I don't think Shakespeare was much of a cyclist, but if he had been and if he'd been into Sportives, he might have given the Northern Rock Cyclone a go.  I've done it twice and that's enough times to know that thinking really does make things so.  It was virtually the same event both times, but one time I thought it was the best thing since sliced bread, and the other time I wanted to slice my own head off with despair. 

For anyone who doesn't know, it's basically a bike ride round Newcastle and the surrounding area.  You can either do a Fun Ride of 30 miles, a Medium Ride of 60 or if you're really fit, a Long Ride of 100.  Completely logically, they let the 100 milers set off first, then the 60s, then lastly, they let the fun riders go.  They let them go last, so they don't wipe anybody out with the baguettes they're carrying in their shopping baskets.  It costs £20 to enter, but for that you get a timing chip and a T-shirt and there's an arrow on every bush telling you which way to go, so there's no thinking to do, just riding.  They also give you a bag of other assorted crap at the end, leaflets and stuff, and a bar of chocolate, although I could do with that at the beginning. 

Anyway, when I did it in 2009, I got a lift off Graeme, got there really early, got parked at the stadium, registered early and then set off with Carol and Suzanne as soon as we were able, which was with the last of the 100 mile riders.  Although I felt pretty crappy from a lack of cycling that year, it was pretty much 5 hours of being overtaken by faster riders, then when all 3 routes converged at Stamfordham 11 miles from the end, I got pumped full of pink Powerade and bananas at the feed station and then spent about 40 minutes overtaking fat blokes on mountain bikes, old ladies on shoppers, and other assorted people who were slower than me.  I felt like I was some kind of Superhero as I was tearing past them all.  Then I got back to the stadium and I got clapped and cheered in by a family of 3.  They were actually cheering someone who was riding near me, but I didn't care.  And then I drank some cider in the sun and I felt absolutely brilliant.  

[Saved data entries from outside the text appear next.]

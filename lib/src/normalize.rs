//! Turn raw host objects into canonical records.
//!
//! Pure functions: a tab that cannot be exported (no URL, or the blank
//! placeholder page) maps to `None` rather than an error, so one bad record
//! never aborts an export run.

use crate::models::{FolderGroup, LinkEntry, TabRecord};
use crate::snapshot::{GroupItem, RawGroup, RawTab};

/// URL of the host's empty placeholder page; such tabs are never exported.
const BLANK_URL: &str = "about:blank";

fn non_empty(value: Option<&str>) -> Option<&str> {
    value.filter(|s| !s.is_empty())
}

/// Canonical workspace id: brace characters stripped, empty maps to "default".
pub fn normalize_workspace_id(raw: Option<&str>) -> String {
    let stripped: String = raw
        .unwrap_or("")
        .chars()
        .filter(|c| *c != '{' && *c != '}')
        .collect();
    if stripped.is_empty() {
        "default".to_string()
    } else {
        stripped
    }
}

/// Export URL for a tab: the pre-navigation override wins over the live URL.
fn resolve_url(tab: &RawTab) -> Option<&str> {
    non_empty(tab.original_url.as_deref())
        .or_else(|| non_empty(tab.url.as_deref()))
        .filter(|url| *url != BLANK_URL)
}

/// Normalize one raw tab, or `None` if it has no exportable URL.
///
/// Title resolution order: explicit label, live page title, then the URL
/// itself, so the record always carries a non-empty title.
pub fn normalize_tab(tab: &RawTab) -> Option<TabRecord> {
    let url = resolve_url(tab)?.to_string();
    let title = non_empty(tab.label.as_deref())
        .or_else(|| non_empty(tab.title.as_deref()))
        .unwrap_or(&url)
        .to_string();

    Some(TabRecord {
        workspace_id: normalize_workspace_id(tab.workspace_id.as_deref()),
        title,
        url,
        is_essential: tab.essential,
        is_pinned: tab.pinned,
        containing_folder: non_empty(tab.container.as_deref()).map(str::to_string),
    })
}

/// Normalize one raw group into a folder of link entries.
///
/// Non-tab members are skipped silently; tab members pass through the same
/// blank-URL filter as loose tabs, in their original order.
pub fn normalize_group(group: &RawGroup) -> FolderGroup {
    let members = group
        .items
        .iter()
        .filter_map(|item| match item {
            GroupItem::Tab(tab) => normalize_tab(tab).map(|rec| LinkEntry {
                title: rec.title,
                url: rec.url,
            }),
            GroupItem::Other => None,
        })
        .collect();

    FolderGroup {
        workspace_id: normalize_workspace_id(group.workspace_id.as_deref()),
        name: group.display_name().to_string(),
        members,
    }
}
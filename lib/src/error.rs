/// Custom error type for the zenmarks library
///
/// The classification/rendering pipeline itself is total over well-typed
/// input; errors only arise at the boundaries (parsing a session snapshot,
/// persisting files through a sink).
#[derive(Debug, thiserror::Error)]
pub enum ZenmarksError {
    /// I/O errors (file operations)
    #[error("I/O error: {0}")]
    Io(#[from] std::io::Error),

    /// Session snapshot could not be parsed
    #[error("Snapshot parse error: {0}")]
    Snapshot(String),

    /// Generic error for cases that don't fit other categories
    #[error("{0}")]
    Other(String),
}

/// Result type alias using ZenmarksError
pub type Result<T> = std::result::Result<T, ZenmarksError>;

impl From<serde_json::Error> for ZenmarksError {
    fn from(err: serde_json::Error) -> Self {
        ZenmarksError::Snapshot(err.to_string())
    }
}

impl From<String> for ZenmarksError {
    fn from(s: String) -> Self {
        ZenmarksError::Other(s)
    }
}

impl From<&str> for ZenmarksError {
    fn from(s: &str) -> Self {
        ZenmarksError::Other(s.to_string())
    }
}
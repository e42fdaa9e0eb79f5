pub mod aggregate;
pub mod error;
pub mod export;
pub mod models;
pub mod normalize;
pub mod render;
pub mod snapshot;

// Re-export the pipeline surface for convenience
pub use error::ZenmarksError;
pub use export::{export_snapshot, plan_snapshot, BookmarkSink, ExportFile};
pub use snapshot::Snapshot;
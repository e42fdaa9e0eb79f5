/// One exportable browsable entry, after normalization.
///
/// Produced by `normalize::normalize_tab`; the workspace id has its brace
/// wrapping stripped and the URL is guaranteed non-blank.
#[derive(Debug, Clone, PartialEq, Eq)]
pub struct TabRecord {
    pub workspace_id: String,
    pub title: String,
    pub url: String,
    pub is_essential: bool,
    pub is_pinned: bool,
    /// Name of the folder group the tab visually sits in, or `None` if loose.
    pub containing_folder: Option<String>,
}

/// A single link line in a bookmark document: visible text plus target URL.
#[derive(Debug, Clone, PartialEq, Eq)]
pub struct LinkEntry {
    pub title: String,
    pub url: String,
}

/// A named, ordered collection of links sharing a workspace.
///
/// Members are already normalized: non-tab items and blank-URL tabs from the
/// source group never make it into `members`.
#[derive(Debug, Clone, PartialEq, Eq)]
pub struct FolderGroup {
    pub workspace_id: String,
    pub name: String,
    pub members: Vec<LinkEntry>,
}
// recoverytool/src/recover/logic.rs
use anyhow::{Context, Result};

use crate::config::RecoveryConfig;
use crate::storage::VersionStore;

use super::ActionReport;
use super::delete::delete_orphan_keys;
use super::lister::VersionLister;
use super::plan::{PlanBuilder, RecoveryPlan};
use super::restore::restore_target_versions;

/// Reports from the two mutating phases of a recovery run.
#[derive(Debug, Default)]
pub struct RecoveryReport {
    pub restores: Vec<ActionReport>,
    pub deletions: Vec<ActionReport>,
}

/// Orchestrates one recovery run.
///
/// 1. Pages through the prefix's version history and folds it into a plan.
/// 2. Restores each key to its target version.
/// 3. Deletes orphan keys, only when the caller opted in.
///
/// The plan is fully built and frozen before any mutating call. There is no
/// rollback across phases; per-key failures surface in the report and the
/// log, not as a run failure.
pub async fn perform_recovery_orchestration<S: VersionStore>(
    store: &S,
    recovery_config: &RecoveryConfig,
) -> Result<RecoveryReport> {
    tracing::info!(
        "Starting recovery process for prefix '{}' up to time {}",
        recovery_config.folder_prefix,
        recovery_config.recovery_time.format("%Y-%m-%dT%H:%M:%SZ")
    );

    let plan = build_recovery_plan(store, recovery_config).await?;
    tracing::debug!(
        "Finished getting object versions. Found {} target versions and {} keys without older versions",
        plan.target_versions.len(),
        plan.orphan_keys.len()
    );

    let restores =
        restore_target_versions(store, &plan.target_versions, recovery_config.dry_run).await;

    let deletions = if recovery_config.delete_newer_objects {
        delete_orphan_keys(store, &plan.orphan_keys, recovery_config.dry_run).await
    } else {
        Vec::new()
    };

    tracing::info!("Recovery process completed.");
    Ok(RecoveryReport {
        restores,
        deletions,
    })
}

/// Drives the paginated listing through the planner.
///
/// A listing failure aborts the run: a partially observed history cannot be
/// trusted to classify keys.
async fn build_recovery_plan<S: VersionStore>(
    store: &S,
    recovery_config: &RecoveryConfig,
) -> Result<RecoveryPlan> {
    let mut lister = VersionLister::new(store, &recovery_config.folder_prefix);
    let mut builder = PlanBuilder::new(recovery_config.recovery_time);

    while let Some(page) = lister
        .next_page()
        .await
        .context("Failed while paginating object version history")?
    {
        for version in &page {
            builder.observe(version);
        }
    }
    Ok(builder.finish())
}
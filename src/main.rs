//! Point-in-Time Recovery Tool for Versioned Object Storage
//!
//! Restores every object under a bucket prefix to the version that was
//! current as of a given UTC cutoff, optionally deleting objects whose
//! entire version history postdates it.

// recoverytool/src/main.rs
mod config;
mod recover;
mod storage;

use anyhow::Result;
use clap::Parser;
use config::{AppConfig, CliArgs};
use std::process::ExitCode;
use tracing_subscriber::layer::SubscriberExt;
use tracing_subscriber::util::SubscriberInitExt;

/// Main entry point for the recovery tool
#[tokio::main]
async fn main() -> ExitCode {
    match run_app().await {
        Ok(_) => {
            println!("✅ Recovery completed successfully.");
            ExitCode::SUCCESS
        }
        Err(e) => {
            eprintln!("❌ Error: {:?}", e);
            ExitCode::FAILURE
        }
    }
}

async fn run_app() -> Result<()> {
    let args = CliArgs::parse();
    init_tracing(args.debug);

    // Config validation happens before any storage call; a malformed
    // recovery time or endpoint aborts the process here.
    let app_config = AppConfig::from_args(&args)?;
    tracing::debug!(
        "Parsed recovery time: {}",
        app_config.recovery.recovery_time
    );

    let client = storage::build_client(&app_config.storage).await;
    let store = storage::S3VersionStore::new(client, app_config.storage.bucket_name.clone());
    tracing::debug!(
        "Storage client initialized for bucket: {}",
        app_config.storage.bucket_name
    );

    recover::run_recovery_flow(&store, &app_config.recovery).await
}

/// Installs the log subscriber. `--debug` raises the default level to
/// debug; an explicit RUST_LOG still overrides it.
fn init_tracing(debug: bool) {
    let default_filter = if debug { "debug" } else { "info" };
    tracing_subscriber::registry()
        .with(tracing_subscriber::fmt::layer().with_target(false))
        .with(
            tracing_subscriber::EnvFilter::try_from_default_env()
                .unwrap_or_else(|_| tracing_subscriber::EnvFilter::new(default_filter)),
        )
        .init();
}
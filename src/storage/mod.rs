// recoverytool/src/storage/mod.rs
use anyhow::{Context, Result};
use aws_sdk_s3 as s3;
use chrono::{DateTime, Utc};
use s3::config::Region;

use crate::config::StorageConfig;

#[cfg(test)]
pub(crate) mod memory;

/// One entry of an object's version history, as reported by the service.
#[derive(Debug, Clone, PartialEq, Eq)]
pub struct ObjectVersion {
    pub key: String,
    pub version_id: String,
    pub last_modified: DateTime<Utc>,
}

/// Continuation markers for a paginated version listing.
#[derive(Debug, Clone, PartialEq, Eq)]
pub struct ListCursor {
    pub key_marker: String,
    pub version_id_marker: String,
}

/// One page of a version listing. `next` is `Some` while the service
/// reports the listing truncated.
#[derive(Debug, Clone)]
pub struct VersionPage {
    pub versions: Vec<ObjectVersion>,
    pub next: Option<ListCursor>,
}

/// The three object-storage operations recovery depends on.
///
/// Versions come back in service order, which is not globally sorted by
/// modification time across pages.
pub trait VersionStore {
    /// Lists one page of version history under `prefix`, resuming from
    /// `cursor` when given.
    async fn list_versions(
        &self,
        prefix: &str,
        cursor: Option<&ListCursor>,
        max_keys: i32,
    ) -> Result<VersionPage>;

    /// Makes `version_id` the current version of `key` again by copying the
    /// object onto itself. Additive: intervening versions are kept.
    async fn restore_version(&self, key: &str, version_id: &str) -> Result<()>;

    /// Deletes the current version of `key`. Older versions stay in history.
    async fn delete_current(&self, key: &str) -> Result<()>;
}

/// Builds a client for an S3-compatible endpoint using static credentials.
pub async fn build_client(storage_config: &StorageConfig) -> s3::Client {
    let sdk_config = aws_config::defaults(s3::config::BehaviorVersion::latest())
        .endpoint_url(&storage_config.endpoint_url)
        .region(Region::new(storage_config.region.clone()))
        .credentials_provider(s3::config::Credentials::new(
            &storage_config.access_key_id,
            &storage_config.secret_access_key,
            None,     // session_token
            None,     // expiry
            "Static", // provider_name
        ))
        .load()
        .await;

    s3::Client::new(&sdk_config)
}

/// `VersionStore` backed by a versioned S3-compatible bucket.
pub struct S3VersionStore {
    client: s3::Client,
    bucket_name: String,
}

impl S3VersionStore {
    pub fn new(client: s3::Client, bucket_name: String) -> Self {
        Self {
            client,
            bucket_name,
        }
    }
}

impl VersionStore for S3VersionStore {
    async fn list_versions(
        &self,
        prefix: &str,
        cursor: Option<&ListCursor>,
        max_keys: i32,
    ) -> Result<VersionPage> {
        let mut request = self
            .client
            .list_object_versions()
            .bucket(&self.bucket_name)
            .prefix(prefix)
            .max_keys(max_keys);
        if let Some(cursor) = cursor {
            request = request
                .key_marker(&cursor.key_marker)
                .version_id_marker(&cursor.version_id_marker);
        }

        let output = request.send().await.with_context(|| {
            format!(
                "Failed to list object versions for prefix '{}' in bucket {}",
                prefix, self.bucket_name
            )
        })?;

        // Delete markers are reported in a separate field and are not
        // restorable targets; only real versions are forwarded.
        let mut versions = Vec::new();
        for entry in output.versions() {
            let (Some(key), Some(version_id), Some(modified)) =
                (entry.key(), entry.version_id(), entry.last_modified())
            else {
                tracing::debug!("Skipping version entry with missing fields: {:?}", entry);
                continue;
            };
            let Some(last_modified) = to_chrono(modified) else {
                tracing::debug!("Skipping version of '{}' with out-of-range timestamp", key);
                continue;
            };
            versions.push(ObjectVersion {
                key: key.to_string(),
                version_id: version_id.to_string(),
                last_modified,
            });
        }

        let next = if output.is_truncated().unwrap_or(false) {
            match (output.next_key_marker(), output.next_version_id_marker()) {
                (Some(key_marker), Some(version_id_marker)) => Some(ListCursor {
                    key_marker: key_marker.to_string(),
                    version_id_marker: version_id_marker.to_string(),
                }),
                _ => None,
            }
        } else {
            None
        };

        Ok(VersionPage { versions, next })
    }

    async fn restore_version(&self, key: &str, version_id: &str) -> Result<()> {
        let copy_source = format!("{}/{}?versionId={}", self.bucket_name, key, version_id);
        self.client
            .copy_object()
            .bucket(&self.bucket_name)
            .copy_source(copy_source)
            .key(key)
            .send()
            .await
            .with_context(|| {
                format!(
                    "Failed to copy '{}' back to version '{}' in bucket {}",
                    key, version_id, self.bucket_name
                )
            })?;
        Ok(())
    }

    async fn delete_current(&self, key: &str) -> Result<()> {
        self.client
            .delete_object()
            .bucket(&self.bucket_name)
            .key(key)
            .send()
            .await
            .with_context(|| {
                format!(
                    "Failed to delete object '{}' from bucket {}",
                    key, self.bucket_name
                )
            })?;
        Ok(())
    }
}

fn to_chrono(timestamp: &aws_smithy_types::DateTime) -> Option<DateTime<Utc>> {
    DateTime::from_timestamp(timestamp.secs(), timestamp.subsec_nanos())
}
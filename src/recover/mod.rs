mod delete;
mod lister;
mod logic;
mod plan;
mod restore;

use anyhow::Result;

use crate::config::RecoveryConfig;
use crate::storage::VersionStore;

/// Per-key result of a mutating recovery phase.
#[derive(Debug, Clone, PartialEq, Eq)]
pub struct ActionReport {
    pub key: String,
    pub outcome: ActionOutcome,
}

#[derive(Debug, Clone, PartialEq, Eq)]
pub enum ActionOutcome {
    Restored,
    Deleted,
    WouldRestore,
    WouldDelete,
    Failed(String),
}

/// Public entry point for the recovery process.
///
/// Orchestrates listing, planning and the two apply phases against the
/// given store. Per-key restore/delete failures are logged and reported but
/// do not fail the run; a listing failure does.
pub async fn run_recovery_flow<S: VersionStore>(
    store: &S,
    recovery_config: &RecoveryConfig,
) -> Result<()> {
    let report = logic::perform_recovery_orchestration(store, recovery_config).await?;
    tracing::debug!(
        "Attempted {} restore actions and {} delete actions",
        report.restores.len(),
        report.deletions.len()
    );
    Ok(())
}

Here's a picture of me feeling absolutely brilliant!

So I told people how great it was, and I rounded some other people up (Ruth and Mark) and I did it again the following year.  And it was bloody awful!  All the things that went right one year went wrong the next.  

I drove there myself instead of getting a lift, I got there quite late and had to park about 3 miles from the stadium.  Then when I got to the stadium, I had to walk for miles and then queue up for ages to register, and then after all that went wrong, I started the ride and that didn't go much better.

At the start we lost Suzanne because she couldn't clip in with her posh shoes, then Mark lost his kagoul and we had to stop, then Ruth chucked her water bottle on the floor and had to wait ages for all the riders to go past before she could pick it up.  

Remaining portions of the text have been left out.